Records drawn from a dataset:
BEGIN

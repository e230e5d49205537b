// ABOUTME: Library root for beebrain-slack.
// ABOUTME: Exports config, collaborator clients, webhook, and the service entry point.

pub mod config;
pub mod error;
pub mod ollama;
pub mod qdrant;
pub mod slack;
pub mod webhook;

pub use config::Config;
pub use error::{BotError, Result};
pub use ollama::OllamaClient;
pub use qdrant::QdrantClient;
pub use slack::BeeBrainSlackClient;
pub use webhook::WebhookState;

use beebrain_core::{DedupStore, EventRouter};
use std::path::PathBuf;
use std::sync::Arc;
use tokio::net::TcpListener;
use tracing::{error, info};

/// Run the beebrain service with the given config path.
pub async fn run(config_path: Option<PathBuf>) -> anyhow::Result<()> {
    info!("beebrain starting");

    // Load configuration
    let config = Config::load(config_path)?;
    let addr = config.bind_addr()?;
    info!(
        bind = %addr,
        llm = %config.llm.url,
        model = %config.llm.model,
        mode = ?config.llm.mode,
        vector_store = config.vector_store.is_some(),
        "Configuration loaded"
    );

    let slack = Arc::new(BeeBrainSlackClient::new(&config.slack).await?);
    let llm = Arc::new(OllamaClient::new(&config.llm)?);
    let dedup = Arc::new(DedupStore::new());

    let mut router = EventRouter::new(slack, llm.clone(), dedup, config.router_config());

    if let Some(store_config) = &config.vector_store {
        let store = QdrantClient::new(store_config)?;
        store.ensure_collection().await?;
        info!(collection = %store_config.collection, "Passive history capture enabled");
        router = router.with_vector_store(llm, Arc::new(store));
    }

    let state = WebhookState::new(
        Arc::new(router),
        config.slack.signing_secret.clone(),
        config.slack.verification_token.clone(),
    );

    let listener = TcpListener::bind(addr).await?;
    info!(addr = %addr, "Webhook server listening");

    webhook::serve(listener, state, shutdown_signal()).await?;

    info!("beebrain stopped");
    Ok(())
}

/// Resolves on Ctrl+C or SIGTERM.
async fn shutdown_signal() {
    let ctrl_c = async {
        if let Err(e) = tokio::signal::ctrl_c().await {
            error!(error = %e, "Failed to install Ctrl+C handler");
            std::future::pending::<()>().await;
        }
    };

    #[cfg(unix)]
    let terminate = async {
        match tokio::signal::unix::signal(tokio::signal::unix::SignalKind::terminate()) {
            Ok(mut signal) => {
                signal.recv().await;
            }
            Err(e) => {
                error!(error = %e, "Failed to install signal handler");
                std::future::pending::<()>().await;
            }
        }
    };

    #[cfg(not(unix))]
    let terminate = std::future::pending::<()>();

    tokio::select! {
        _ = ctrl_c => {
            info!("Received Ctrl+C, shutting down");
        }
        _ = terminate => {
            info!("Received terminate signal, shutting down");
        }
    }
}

END
BEGIN

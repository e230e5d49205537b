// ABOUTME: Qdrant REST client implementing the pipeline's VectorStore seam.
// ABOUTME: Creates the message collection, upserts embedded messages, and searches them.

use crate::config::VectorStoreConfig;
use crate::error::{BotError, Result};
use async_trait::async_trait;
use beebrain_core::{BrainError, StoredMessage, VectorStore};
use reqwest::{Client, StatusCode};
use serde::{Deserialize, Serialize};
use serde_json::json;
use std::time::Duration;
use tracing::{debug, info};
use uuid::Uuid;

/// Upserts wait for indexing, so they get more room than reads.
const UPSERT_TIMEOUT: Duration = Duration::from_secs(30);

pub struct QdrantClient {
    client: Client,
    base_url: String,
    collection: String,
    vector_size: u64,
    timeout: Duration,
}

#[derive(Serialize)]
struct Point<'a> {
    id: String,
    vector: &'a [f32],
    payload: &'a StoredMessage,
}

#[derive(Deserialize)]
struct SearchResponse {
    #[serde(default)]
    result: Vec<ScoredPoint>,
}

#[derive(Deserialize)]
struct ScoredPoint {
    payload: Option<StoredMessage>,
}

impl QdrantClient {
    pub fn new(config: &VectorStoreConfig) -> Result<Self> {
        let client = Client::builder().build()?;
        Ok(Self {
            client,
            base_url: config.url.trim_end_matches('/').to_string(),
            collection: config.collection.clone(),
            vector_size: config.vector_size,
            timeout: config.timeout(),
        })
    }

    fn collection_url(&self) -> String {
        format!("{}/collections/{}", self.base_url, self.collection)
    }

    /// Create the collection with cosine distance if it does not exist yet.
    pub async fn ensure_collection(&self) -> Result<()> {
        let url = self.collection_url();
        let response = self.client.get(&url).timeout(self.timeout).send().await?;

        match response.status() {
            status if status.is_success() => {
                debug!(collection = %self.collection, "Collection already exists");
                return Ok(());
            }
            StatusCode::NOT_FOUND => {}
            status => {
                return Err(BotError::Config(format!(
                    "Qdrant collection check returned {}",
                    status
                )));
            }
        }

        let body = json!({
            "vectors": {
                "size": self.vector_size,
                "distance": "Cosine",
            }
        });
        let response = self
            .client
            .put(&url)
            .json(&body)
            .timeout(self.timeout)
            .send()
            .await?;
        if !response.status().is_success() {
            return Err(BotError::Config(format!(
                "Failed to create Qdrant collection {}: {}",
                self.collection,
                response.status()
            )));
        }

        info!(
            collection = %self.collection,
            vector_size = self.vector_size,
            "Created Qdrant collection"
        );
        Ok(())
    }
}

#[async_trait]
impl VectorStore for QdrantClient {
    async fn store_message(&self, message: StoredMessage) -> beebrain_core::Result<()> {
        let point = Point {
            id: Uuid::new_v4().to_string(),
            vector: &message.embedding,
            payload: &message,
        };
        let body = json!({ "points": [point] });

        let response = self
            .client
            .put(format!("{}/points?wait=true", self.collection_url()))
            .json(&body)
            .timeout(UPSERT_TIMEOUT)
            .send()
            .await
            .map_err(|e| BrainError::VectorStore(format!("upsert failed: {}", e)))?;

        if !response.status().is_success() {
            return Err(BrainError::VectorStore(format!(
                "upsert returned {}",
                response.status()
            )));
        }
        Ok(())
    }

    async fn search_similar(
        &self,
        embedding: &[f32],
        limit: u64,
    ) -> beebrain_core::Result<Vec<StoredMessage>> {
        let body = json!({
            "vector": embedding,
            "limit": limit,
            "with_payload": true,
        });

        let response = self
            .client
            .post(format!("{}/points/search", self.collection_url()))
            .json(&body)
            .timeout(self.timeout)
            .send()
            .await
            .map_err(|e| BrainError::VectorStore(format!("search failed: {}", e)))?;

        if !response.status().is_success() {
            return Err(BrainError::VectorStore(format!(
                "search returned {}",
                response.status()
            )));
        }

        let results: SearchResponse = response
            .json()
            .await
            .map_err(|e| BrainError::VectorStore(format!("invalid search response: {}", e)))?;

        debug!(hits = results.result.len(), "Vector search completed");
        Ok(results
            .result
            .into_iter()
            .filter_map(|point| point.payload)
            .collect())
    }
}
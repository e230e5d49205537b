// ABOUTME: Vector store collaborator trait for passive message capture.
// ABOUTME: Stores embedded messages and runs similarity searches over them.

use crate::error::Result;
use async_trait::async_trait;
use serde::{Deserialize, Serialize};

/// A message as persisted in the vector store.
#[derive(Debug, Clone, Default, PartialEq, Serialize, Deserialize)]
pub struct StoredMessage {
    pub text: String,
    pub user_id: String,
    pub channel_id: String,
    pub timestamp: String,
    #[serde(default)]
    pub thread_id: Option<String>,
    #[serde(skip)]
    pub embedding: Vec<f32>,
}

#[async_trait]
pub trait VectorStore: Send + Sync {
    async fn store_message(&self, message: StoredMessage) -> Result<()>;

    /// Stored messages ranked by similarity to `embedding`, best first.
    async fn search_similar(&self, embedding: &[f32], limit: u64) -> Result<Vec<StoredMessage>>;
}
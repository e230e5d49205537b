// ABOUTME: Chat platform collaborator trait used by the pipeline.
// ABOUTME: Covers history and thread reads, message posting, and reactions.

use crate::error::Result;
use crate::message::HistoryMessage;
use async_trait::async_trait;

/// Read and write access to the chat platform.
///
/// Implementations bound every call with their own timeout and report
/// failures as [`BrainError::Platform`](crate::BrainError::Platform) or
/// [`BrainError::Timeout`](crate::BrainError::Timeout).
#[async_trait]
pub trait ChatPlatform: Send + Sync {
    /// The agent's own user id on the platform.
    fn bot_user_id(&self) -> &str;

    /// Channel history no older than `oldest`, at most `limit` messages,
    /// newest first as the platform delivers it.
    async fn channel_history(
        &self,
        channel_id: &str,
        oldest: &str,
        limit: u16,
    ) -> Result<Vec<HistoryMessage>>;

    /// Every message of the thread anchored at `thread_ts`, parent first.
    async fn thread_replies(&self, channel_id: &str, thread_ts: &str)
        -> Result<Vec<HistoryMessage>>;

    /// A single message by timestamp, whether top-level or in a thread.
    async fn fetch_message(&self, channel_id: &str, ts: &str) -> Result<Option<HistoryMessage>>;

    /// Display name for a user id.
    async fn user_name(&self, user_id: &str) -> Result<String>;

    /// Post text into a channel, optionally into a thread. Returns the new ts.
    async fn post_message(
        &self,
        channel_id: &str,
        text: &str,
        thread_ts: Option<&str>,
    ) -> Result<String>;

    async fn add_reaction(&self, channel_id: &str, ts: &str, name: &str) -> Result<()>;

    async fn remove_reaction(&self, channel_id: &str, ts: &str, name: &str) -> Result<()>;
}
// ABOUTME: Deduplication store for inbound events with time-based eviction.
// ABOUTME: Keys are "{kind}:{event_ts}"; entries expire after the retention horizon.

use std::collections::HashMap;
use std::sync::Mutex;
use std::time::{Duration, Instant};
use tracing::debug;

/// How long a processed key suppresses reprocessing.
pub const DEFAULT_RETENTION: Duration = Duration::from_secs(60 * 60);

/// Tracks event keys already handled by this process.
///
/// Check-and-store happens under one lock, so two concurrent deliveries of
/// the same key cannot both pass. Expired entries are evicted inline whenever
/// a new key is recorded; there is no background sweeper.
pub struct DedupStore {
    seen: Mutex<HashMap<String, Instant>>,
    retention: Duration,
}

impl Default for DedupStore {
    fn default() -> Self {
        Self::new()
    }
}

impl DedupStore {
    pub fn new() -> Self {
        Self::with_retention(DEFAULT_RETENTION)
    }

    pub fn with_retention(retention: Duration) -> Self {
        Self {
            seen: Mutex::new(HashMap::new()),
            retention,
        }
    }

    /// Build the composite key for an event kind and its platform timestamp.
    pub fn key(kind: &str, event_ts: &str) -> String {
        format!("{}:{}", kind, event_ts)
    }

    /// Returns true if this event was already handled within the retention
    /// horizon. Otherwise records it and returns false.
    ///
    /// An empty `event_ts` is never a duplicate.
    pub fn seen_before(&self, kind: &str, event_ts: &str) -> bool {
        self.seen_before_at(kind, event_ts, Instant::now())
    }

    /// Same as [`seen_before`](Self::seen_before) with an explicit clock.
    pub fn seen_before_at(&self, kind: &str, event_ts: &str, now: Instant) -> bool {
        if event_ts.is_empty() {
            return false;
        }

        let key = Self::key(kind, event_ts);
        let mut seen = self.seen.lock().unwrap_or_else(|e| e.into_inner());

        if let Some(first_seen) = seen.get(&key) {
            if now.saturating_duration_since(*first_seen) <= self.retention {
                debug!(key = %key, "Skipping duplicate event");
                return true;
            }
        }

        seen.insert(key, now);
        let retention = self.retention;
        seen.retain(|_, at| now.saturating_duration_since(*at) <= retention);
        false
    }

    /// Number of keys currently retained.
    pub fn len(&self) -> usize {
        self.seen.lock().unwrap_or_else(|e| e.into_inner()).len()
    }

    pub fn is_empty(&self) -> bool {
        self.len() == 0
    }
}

END

- Your assignment -
Each line above that has the word "duplicate" must be copied.

- Answer to this problem -
    /// An empty `event_ts` is never a duplicate.
                debug!(key = %key, "Skipping duplicate event");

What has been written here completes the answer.